The
creatine-
phosphocreatine shuttle is essential for the maintenance of cellular
ATP, particularly under hypoxic conditions when respiration may become anaerobic. Using a model of intrapartum
hypoxia in the precocial spiny mouse (Acomys cahirinus), the present study assessed the potential for maternal
creatine supplementation during pregnancy to protect the developing brain from the effects of birth
hypoxia. On day 38 of gestation (term is 39 days), the pregnant uterus was isolated and placed in a saline bath for 7.5 min, inducing global
hypoxia. The pups were then removed, resuscitated, and cross-fostered to a nursing dam. Control offspring were delivered by
caesarean section and recovered immediately after release from the uterus.

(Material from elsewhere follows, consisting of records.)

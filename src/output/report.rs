//! Crawl report generation
//!
//! Summarizes one search for humans and for downstream tooling.

use crate::state::{CrawlSnapshot, StopReason};
use chrono::{DateTime, Utc};
use serde::Serialize;
use std::io::{self, Write};

/// Summary of one completed search
#[derive(Debug, Clone, Serialize)]
pub struct CrawlReport {
    /// Adapter that served the search
    pub site: String,

    pub keyword: String,

    /// Records requested by the caller
    pub cap: usize,

    /// First declared total of the root query
    pub declared_total: u64,

    /// Distinct records returned
    pub records: usize,

    pub requests: u64,
    pub duplicates: u64,
    pub pages_fetched: u64,
    pub partitions_probed: u64,

    pub stop_reason: StopReason,
    pub started_at: DateTime<Utc>,
    pub finished_at: DateTime<Utc>,
}

impl CrawlReport {
    /// Builds a report from the final crawl counters
    pub fn new(
        site: &str,
        keyword: &str,
        cap: usize,
        declared_total: u64,
        snapshot: CrawlSnapshot,
        stop_reason: StopReason,
        started_at: DateTime<Utc>,
    ) -> Self {
        Self {
            site: site.to_string(),
            keyword: keyword.to_string(),
            cap,
            declared_total,
            records: snapshot.records,
            requests: snapshot.requests,
            duplicates: snapshot.duplicates,
            pages_fetched: snapshot.pages_fetched,
            partitions_probed: snapshot.partitions_probed,
            stop_reason,
            started_at,
            finished_at: Utc::now(),
        }
    }

    /// Share of the declared total that was collected, in percent
    pub fn coverage(&self) -> f64 {
        let reachable = self.declared_total.min(self.cap as u64);
        if reachable == 0 {
            return 100.0;
        }
        (self.records as f64 / reachable as f64) * 100.0
    }

    pub fn elapsed_secs(&self) -> f64 {
        (self.finished_at - self.started_at).num_milliseconds() as f64 / 1000.0
    }
}

/// Writes a report in a formatted manner
///
/// # Arguments
///
/// * `report` - The report to display
/// * `out` - Destination (stderr for the CLI, so stdout stays machine-readable)
pub fn write_report<W: Write>(report: &CrawlReport, out: &mut W) -> io::Result<()> {
    writeln!(out, "=== Crawl Report ===\n")?;

    writeln!(out, "Search:")?;
    writeln!(out, "  Site: {}", report.site)?;
    writeln!(out, "  Keyword: {}", report.keyword)?;
    writeln!(out, "  Requested records: {}", report.cap)?;
    writeln!(out, "  Declared total: {}", report.declared_total)?;
    writeln!(out)?;

    writeln!(out, "Activity:")?;
    writeln!(out, "  Requests issued: {}", report.requests)?;
    writeln!(out, "  Partitions probed: {}", report.partitions_probed)?;
    writeln!(out, "  Pages fetched: {}", report.pages_fetched)?;
    writeln!(out, "  Duplicates dropped: {}", report.duplicates)?;
    writeln!(out)?;

    writeln!(
        out,
        "Collected {} records ({:.1}% of reachable) in {:.1}s; stopped: {}",
        report.records,
        report.coverage(),
        report.elapsed_secs(),
        report.stop_reason
    )?;

    Ok(())
}
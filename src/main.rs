//! Facet-Crawl main entry point
//!
//! This is the command-line interface for the adaptive partitioned crawler.

use anyhow::{bail, Context};
use clap::Parser;
use facet_crawl::config::{load_config_with_hash, Config};
use facet_crawl::crawler::Crawler;
use facet_crawl::output::{write_json_lines, write_report};
use facet_crawl::query::FacetLevel;
use facet_crawl::site::SiteKind;
use facet_crawl::{FacetLadder, SearchOptions};
use std::collections::BTreeMap;
use std::fs::File;
use std::io::{self, BufWriter, Write};
use std::path::PathBuf;
use tracing_subscriber::EnvFilter;

/// Facet-Crawl: complete retrieval from capped search APIs
///
/// Facet-Crawl fetches every result of a keyword search from a remote job
/// search API that serves only a limited number of pages per query, by
/// splitting the search along configured facets and merging the partitions.
#[derive(Parser, Debug)]
#[command(name = "facet-crawl")]
#[command(version = "1.0.0")]
#[command(about = "An adaptive partitioned crawler for capped search APIs", long_about = None)]
struct Cli {
    /// Path to TOML configuration file
    #[arg(value_name = "CONFIG")]
    config: PathBuf,

    /// Search keyword
    #[arg(value_name = "KEYWORD", required_unless_present = "dry_run")]
    keyword: Option<String>,

    /// Maximum number of distinct records to collect
    #[arg(long, default_value_t = 1000)]
    max_records: usize,

    /// Extra request parameter applied to the search (repeatable)
    #[arg(long = "param", value_name = "KEY=VALUE", value_parser = parse_param)]
    params: Vec<(String, String)>,

    /// Request ascending sort order
    #[arg(long)]
    asc: bool,

    /// Write records to this file instead of stdout
    #[arg(short, long, value_name = "FILE")]
    output: Option<PathBuf>,

    /// Emit raw site payloads instead of normalized postings
    #[arg(long)]
    raw: bool,

    /// Validate config and show the facet ladder without searching
    #[arg(long)]
    dry_run: bool,

    /// Increase logging verbosity (-v, -vv, -vvv)
    #[arg(short, long, action = clap::ArgAction::Count)]
    verbose: u8,

    /// Suppress non-error output
    #[arg(short, long, conflicts_with = "verbose")]
    quiet: bool,
}

fn parse_param(raw: &str) -> Result<(String, String), String> {
    match raw.split_once('=') {
        Some((key, value)) if !key.trim().is_empty() => {
            Ok((key.trim().to_string(), value.to_string()))
        }
        _ => Err(format!("expected KEY=VALUE, got '{}'", raw)),
    }
}

#[tokio::main]
async fn main() -> anyhow::Result<()> {
    let cli = Cli::parse();

    // Setup logging based on verbosity
    setup_logging(cli.verbose, cli.quiet);

    // Load and validate configuration
    tracing::info!("Loading configuration from: {}", cli.config.display());
    let (config, hash) = load_config_with_hash(&cli.config)
        .with_context(|| format!("Failed to load {}", cli.config.display()))?;
    tracing::info!("Configuration loaded successfully (hash: {})", hash);

    if cli.dry_run {
        handle_dry_run(&config);
        return Ok(());
    }

    let Some(keyword) = cli.keyword.as_deref() else {
        bail!("a keyword is required unless --dry-run is given");
    };

    let options = SearchOptions {
        overrides: cli.params.iter().cloned().collect::<BTreeMap<_, _>>(),
        ascending: cli.asc,
    };

    handle_search(&cli, config, keyword, &options).await
}

/// Sets up the logging/tracing subscriber based on verbosity level
///
/// Logs go to stderr so stdout can carry records.
fn setup_logging(verbose: u8, quiet: bool) {
    let filter = if quiet {
        // Only show errors
        EnvFilter::new("error")
    } else {
        match verbose {
            0 => EnvFilter::new("facet_crawl=info,warn"),
            1 => EnvFilter::new("facet_crawl=debug,info"),
            2 => EnvFilter::new("facet_crawl=trace,debug"),
            _ => EnvFilter::new("trace"),
        }
    };

    tracing_subscriber::fmt()
        .with_env_filter(filter)
        .with_writer(io::stderr)
        .with_target(false)
        .with_thread_ids(false)
        .with_file(false)
        .init();
}

/// Handles the --dry-run mode: shows the configuration and the facet ladder
fn handle_dry_run(config: &Config) {
    println!("=== Facet-Crawl Dry Run ===\n");

    println!("Crawler Configuration:");
    println!("  Workers: {}", config.crawler.workers);
    println!(
        "  Page capacity: {} pages x {} records = {}",
        config.crawler.max_pages,
        config.crawler.page_size,
        config.crawler.page_capacity()
    );
    println!(
        "  Jitter: {}-{}ms",
        config.crawler.jitter_min_ms, config.crawler.jitter_max_ms
    );
    println!(
        "  Retry budget: {} (backoff {}ms, rate-limit cooldown {}ms)",
        config.crawler.retry_budget,
        config.crawler.retry_backoff_ms,
        config.crawler.rate_limit_cooldown_ms
    );
    println!(
        "  Stall check: every {}ms, {} samples, after {} requests",
        config.crawler.stall_interval_ms,
        config.crawler.stall_samples,
        config.crawler.stall_min_requests
    );

    println!("\nSite:");
    println!("  Kind: {}", config.site.kind);
    println!("  Base URL: {}", config.site.base_url);
    println!("  User agent: {}", config.site.user_agent);
    if let Some(sort) = &config.site.sort {
        println!("  Sort: {}", sort);
    }
    for (key, value) in &config.site.params {
        println!("  Param: {}={}", key, value);
    }

    let ladder = FacetLadder::from_config(&config.facets);
    println!("\nFacet Ladder ({} levels):", ladder.len());
    for (index, level) in ladder.levels().iter().enumerate() {
        match level {
            FacetLevel::Enumerate { name, values } => {
                println!("  {}. {} ({} values)", index + 1, name, values.len());
            }
            FacetLevel::Refine {
                name,
                parent,
                parent_values,
            } => {
                let dense = parent_values.iter().filter(|v| v.high_density).count();
                println!(
                    "  {}. {} (refines {} high-density {} values)",
                    index + 1,
                    name,
                    dense,
                    parent
                );
            }
        }
    }

    println!("\n✓ Configuration is valid");
}

/// Handles the main search operation
async fn handle_search(
    cli: &Cli,
    config: Config,
    keyword: &str,
    options: &SearchOptions,
) -> anyhow::Result<()> {
    let kind = SiteKind::parse(&config.site.kind)?;
    let crawler = Crawler::new(config)?;

    let outcome = crawler.search(keyword, cli.max_records, options).await?;

    let mut out: Box<dyn Write> = match &cli.output {
        Some(path) => Box::new(BufWriter::new(
            File::create(path).with_context(|| format!("Failed to create {}", path.display()))?,
        )),
        None => Box::new(BufWriter::new(io::stdout().lock())),
    };

    let written = if cli.raw {
        write_json_lines(&outcome.records, &mut out)?
    } else {
        let postings = outcome.transform(kind.posting_transform().as_ref());
        write_json_lines(&postings, &mut out)?
    };
    drop(out);

    if let Some(path) = &cli.output {
        tracing::info!("Wrote {} records to {}", written, path.display());
    }

    if !cli.quiet {
        write_report(&outcome.report, &mut io::stderr().lock())?;
    }

    Ok(())
}
//! # hyperform-core
//!
//! The affordance model behind hyperform: descriptions of the state
//! transitions a hypermedia resource offers, independent of any wire format.
//!
//! - [`HandlerMethod`] describes a request handler explicitly (methods, URI
//!   template, parameters)
//! - [`AffordanceAssembler`] binds argument values and yields one
//!   [`Affordance`] per HTTP method
//! - [`Link`] carries affordances; [`Resource`] carries links
//! - [`Suggestion`] and [`PossibleValues`] describe enumerated inputs
//!
//! # Example
//!
//! ```rust
//! use hyperform_core::prelude::*;
//!
//! let handler = HandlerMethod::new("updateEvent", "/events/{eventId}")
//!     .method(HttpMethod::Put)
//!     .param(MethodParameter::path_variable("eventId"))
//!     .param(MethodParameter::request_body(
//!         "event",
//!         BeanType::new("Event").property(PropertyDescriptor::new("name", ValueType::String)),
//!     ));
//!
//! let affordances = AffordanceAssembler::new()
//!     .assemble(&handler, &Arguments::new().bind("eventId", 1))?;
//! let link = Link::from_affordances("self", affordances)?;
//! assert_eq!(link.href(), "/events/1");
//! # Ok::<(), hyperform_core::AffordanceError>(())
//! ```

#![deny(missing_docs)]
#![warn(missing_debug_implementations)]
#![warn(clippy::all)]
#![allow(clippy::module_name_repetitions)]

pub mod affordance;
pub mod bean;
mod error;
pub mod introspect;
pub mod link;
pub mod media;
mod method;
pub mod param;
pub mod rel;
pub mod resource;
pub mod suggest;
pub mod uri;

pub use affordance::{
    Affordance, AffordanceAssembler, Arguments, HandlerMethod, MethodParameter, ParameterKind,
};
pub use bean::{BeanType, PropertyAccess, PropertyDescriptor, ValueType};
pub use error::{AffordanceError, Result};
pub use introspect::InputSpec;
pub use link::{Link, SELF_REL};
pub use media::MediaType;
pub use method::HttpMethod;
pub use param::{ActionInputParameter, InputConstraints, InputType, ParamLocation};
pub use rel::{AnnotationRelProvider, DefaultRelProvider, HalRelation, RelProvider};
pub use resource::{PageMetadata, PagedResources, Resource, Resources};
pub use suggest::{PossibleValues, RemoteSuggestions, Suggestion};
pub use uri::{TemplateVariable, TemplateVariables, UriComponents, UriTemplate, VariableKind};

/// Prelude for common imports.
pub mod prelude {
    pub use super::{
        ActionInputParameter, Affordance, AffordanceAssembler, AffordanceError, Arguments,
        BeanType, HandlerMethod, HttpMethod, InputSpec, Link, MediaType, MethodParameter,
        PossibleValues, PropertyAccess, PropertyDescriptor, Resource, Resources, Suggestion,
        ValueType,
    };
}
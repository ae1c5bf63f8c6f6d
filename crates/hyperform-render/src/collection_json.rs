//! Collection+JSON documents (`application/vnd.collection+json`).

use hyperform_core::{
    ActionInputParameter, Affordance, HttpMethod, Link, MediaType, PagedResources, Resource,
    Resources, SELF_REL, UriComponents,
};
use serde::{Deserialize, Serialize};
use serde_json::Value;

use crate::model::{AffordanceModel, input_properties_of, query_properties_of};

/// A name/value pair.
#[derive(Debug, Clone, PartialEq, Serialize, Deserialize)]
pub struct CollectionJsonData {
    /// Field name.
    pub name: String,
    /// Field value.
    #[serde(default)]
    pub value: Value,
    /// Human readable caption.
    #[serde(default, skip_serializing_if = "Option::is_none")]
    pub prompt: Option<String>,
}

impl CollectionJsonData {
    /// Create a pair.
    pub fn new(name: impl Into<String>, value: impl Into<Value>) -> Self {
        Self {
            name: name.into(),
            value: value.into(),
            prompt: None,
        }
    }

    fn from_parameter(param: &ActionInputParameter) -> Self {
        Self {
            name: param.name().to_string(),
            value: Value::String(param.value_formatted()),
            prompt: param.description().map(str::to_string),
        }
    }
}

/// A link.
#[derive(Debug, Clone, PartialEq, Eq, Serialize, Deserialize)]
pub struct CollectionJsonLink {
    /// Relation.
    pub rel: String,
    /// Target.
    pub href: String,
    /// Human readable caption.
    #[serde(default, skip_serializing_if = "Option::is_none")]
    pub prompt: Option<String>,
}

impl From<&Link> for CollectionJsonLink {
    fn from(link: &Link) -> Self {
        Self {
            rel: link.rel().to_string(),
            href: link.href().to_string(),
            prompt: link.title().map(str::to_string),
        }
    }
}

/// One item of the collection.
#[derive(Debug, Clone, PartialEq, Serialize, Deserialize)]
pub struct CollectionJsonItem {
    /// Item URI.
    pub href: String,
    /// Item fields.
    #[serde(default, skip_serializing_if = "Vec::is_empty")]
    pub data: Vec<CollectionJsonData>,
    /// Item links.
    #[serde(default, skip_serializing_if = "Vec::is_empty")]
    pub links: Vec<CollectionJsonLink>,
}

/// A parameterised GET.
#[derive(Debug, Clone, PartialEq, Serialize, Deserialize)]
pub struct CollectionJsonQuery {
    /// Relation.
    pub rel: String,
    /// Target.
    pub href: String,
    /// Human readable caption.
    #[serde(default, skip_serializing_if = "Option::is_none")]
    pub prompt: Option<String>,
    /// Query parameters.
    #[serde(default)]
    pub data: Vec<CollectionJsonData>,
}

/// Fields a client fills in to write an item.
#[derive(Debug, Clone, Default, PartialEq, Serialize, Deserialize)]
pub struct CollectionJsonTemplate {
    /// Fields.
    #[serde(default)]
    pub data: Vec<CollectionJsonData>,
}

/// Error details.
#[derive(Debug, Clone, Default, PartialEq, Eq, Serialize, Deserialize)]
pub struct CollectionJsonError {
    /// Short summary.
    #[serde(default, skip_serializing_if = "Option::is_none")]
    pub title: Option<String>,
    /// Application error code.
    #[serde(default, skip_serializing_if = "Option::is_none")]
    pub code: Option<String>,
    /// Details.
    #[serde(default, skip_serializing_if = "Option::is_none")]
    pub message: Option<String>,
}

/// Body of a Collection+JSON document.
#[derive(Debug, Clone, PartialEq, Serialize, Deserialize)]
pub struct CollectionJson {
    /// Format version.
    pub version: String,
    /// URI of the collection.
    pub href: String,
    /// Links.
    #[serde(default, skip_serializing_if = "Vec::is_empty")]
    pub links: Vec<CollectionJsonLink>,
    /// Items.
    #[serde(default, skip_serializing_if = "Vec::is_empty")]
    pub items: Vec<CollectionJsonItem>,
    /// Queries.
    #[serde(default, skip_serializing_if = "Vec::is_empty")]
    pub queries: Vec<CollectionJsonQuery>,
    /// Write template.
    #[serde(default, skip_serializing_if = "Option::is_none")]
    pub template: Option<CollectionJsonTemplate>,
    /// Error details.
    #[serde(default, skip_serializing_if = "Option::is_none")]
    pub error: Option<CollectionJsonError>,
}

/// A complete document: `{"collection": {...}}`.
#[derive(Debug, Clone, PartialEq, Serialize, Deserialize)]
pub struct CollectionJsonDocument {
    /// Document body.
    pub collection: CollectionJson,
}

impl CollectionJsonDocument {
    /// Empty collection at `href`.
    pub fn new(version: impl Into<String>, href: impl Into<String>) -> Self {
        Self {
            collection: CollectionJson {
                version: version.into(),
                href: href.into(),
                links: Vec::new(),
                items: Vec::new(),
                queries: Vec::new(),
                template: None,
                error: None,
            },
        }
    }

    /// A single resource as a one-item collection.
    pub fn from_resource(version: impl Into<String>, resource: &Resource) -> Self {
        let mut document = Self::new(version, self_href(resource.links()));
        document.collection.links = other_links(resource.links());
        document.collection.items.push(CollectionJsonItem {
            href: document.collection.href.clone(),
            data: content_data(resource.content()),
            links: Vec::new(),
        });
        document.add_affordances(resource.links());
        document
    }

    /// A collection of resources.
    pub fn from_resources(version: impl Into<String>, resources: &Resources) -> Self {
        let mut document = Self::new(version, self_href(resources.links()));
        document.collection.links = other_links(resources.links());
        document.collection.items = resources
            .items()
            .iter()
            .map(|item| CollectionJsonItem {
                href: self_href(item.links()),
                data: content_data(item.content()),
                links: other_links(item.links()),
            })
            .collect();
        document.add_affordances(resources.links());
        document
    }

    /// One page of a collection; paging travels in the links.
    pub fn from_paged(version: impl Into<String>, paged: &PagedResources) -> Self {
        Self::from_resources(version, paged.resources())
    }

    /// Error document.
    pub fn error(
        version: impl Into<String>,
        href: impl Into<String>,
        error: CollectionJsonError,
    ) -> Self {
        let mut document = Self::new(version, href);
        document.collection.error = Some(error);
        document
    }

    /// Queries from GET affordances, template from the first affordance with
    /// inputs.
    fn add_affordances(&mut self, links: &[Link]) {
        for affordance in links.iter().flat_map(Link::affordances) {
            let model = CollectionJsonAffordanceModel::new(affordance, &affordance.components());
            if let Some(query) = model.query() {
                if query.href != self.collection.href || !query.data.is_empty() {
                    self.collection.queries.push(query);
                }
            } else if self.collection.template.is_none() && !model.input_properties.is_empty() {
                self.collection.template = Some(model.template());
            }
        }
    }
}

fn self_href(links: &[Link]) -> String {
    links
        .iter()
        .find(|l| l.rel() == SELF_REL)
        .map(Link::expand)
        .unwrap_or_default()
}

fn other_links(links: &[Link]) -> Vec<CollectionJsonLink> {
    links
        .iter()
        .filter(|l| l.rel() != SELF_REL)
        .map(CollectionJsonLink::from)
        .collect()
}

fn content_data(content: &Value) -> Vec<CollectionJsonData> {
    match content {
        Value::Object(fields) => fields
            .iter()
            .map(|(name, value)| CollectionJsonData::new(name.clone(), value.clone()))
            .collect(),
        Value::Null => Vec::new(),
        other => vec![CollectionJsonData::new("content", other.clone())],
    }
}

/// Collection+JSON view of an affordance.
///
/// Only GET affordances have a relation and URI; the others contribute
/// template fields.
#[derive(Debug, Clone, PartialEq)]
pub struct CollectionJsonAffordanceModel {
    name: String,
    http_method: HttpMethod,
    rel: String,
    uri: String,
    input_properties: Vec<ActionInputParameter>,
    query_properties: Vec<ActionInputParameter>,
}

impl CollectionJsonAffordanceModel {
    /// Translate an affordance.
    pub fn new(affordance: &Affordance, components: &UriComponents) -> Self {
        let is_get = affordance.http_method().is_get();
        Self {
            name: affordance.name().to_string(),
            http_method: affordance.http_method(),
            rel: if is_get {
                affordance.name().to_string()
            } else {
                String::new()
            },
            uri: if is_get {
                components.to_uri_string()
            } else {
                String::new()
            },
            input_properties: input_properties_of(affordance),
            query_properties: query_properties_of(affordance),
        }
    }

    /// Relation; empty for non-GET affordances.
    pub fn rel(&self) -> &str {
        &self.rel
    }

    /// Template fields.
    pub fn template(&self) -> CollectionJsonTemplate {
        CollectionJsonTemplate {
            data: self
                .input_properties
                .iter()
                .map(CollectionJsonData::from_parameter)
                .collect(),
        }
    }

    /// The query of a GET affordance.
    pub fn query(&self) -> Option<CollectionJsonQuery> {
        self.is_get().then(|| CollectionJsonQuery {
            rel: self.rel.clone(),
            href: self.uri.clone(),
            prompt: None,
            data: self
                .query_properties
                .iter()
                .map(CollectionJsonData::from_parameter)
                .collect(),
        })
    }
}

impl AffordanceModel for CollectionJsonAffordanceModel {
    fn media_types(&self) -> &'static [MediaType] {
        &[MediaType::CollectionJson]
    }

    fn name(&self) -> &str {
        &self.name
    }

    fn http_method(&self) -> HttpMethod {
        self.http_method
    }

    fn uri(&self) -> &str {
        &self.uri
    }

    fn input_properties(&self) -> &[ActionInputParameter] {
        &self.input_properties
    }

    fn query_properties(&self) -> &[ActionInputParameter] {
        &self.query_properties
    }
}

At 24 h after birth
hypoxia, the brains of offspring from dams fed a normal diet showed significant increases in lipid peroxidation as measured by the amount of
malondialdehyde. In the cortical subplate, thalamus and piriform cortex there were significant increases in cellular expression of the
pro-apoptotic protein BAX, cytoplasmic
cytochrome c and
caspase-3. When pregnant dams were fed the
creatine supplemented diet, the increase in
malondialdehyde, BAX,
cytochrome c and
caspase 3 were almost completely prevented, such that they were not different from control (caesarean-delivered) neonates. This study provides evidence that the neuroprotective capacity of
creatine in the hypoxic perinatal brain involves abrogation of lipid peroxidation and apoptosis, possibly through the maintenance of mitochondrial function. Further investigation into these mechanisms of protection, and the long-term development and behavioural outcomes of such neonates is warranted.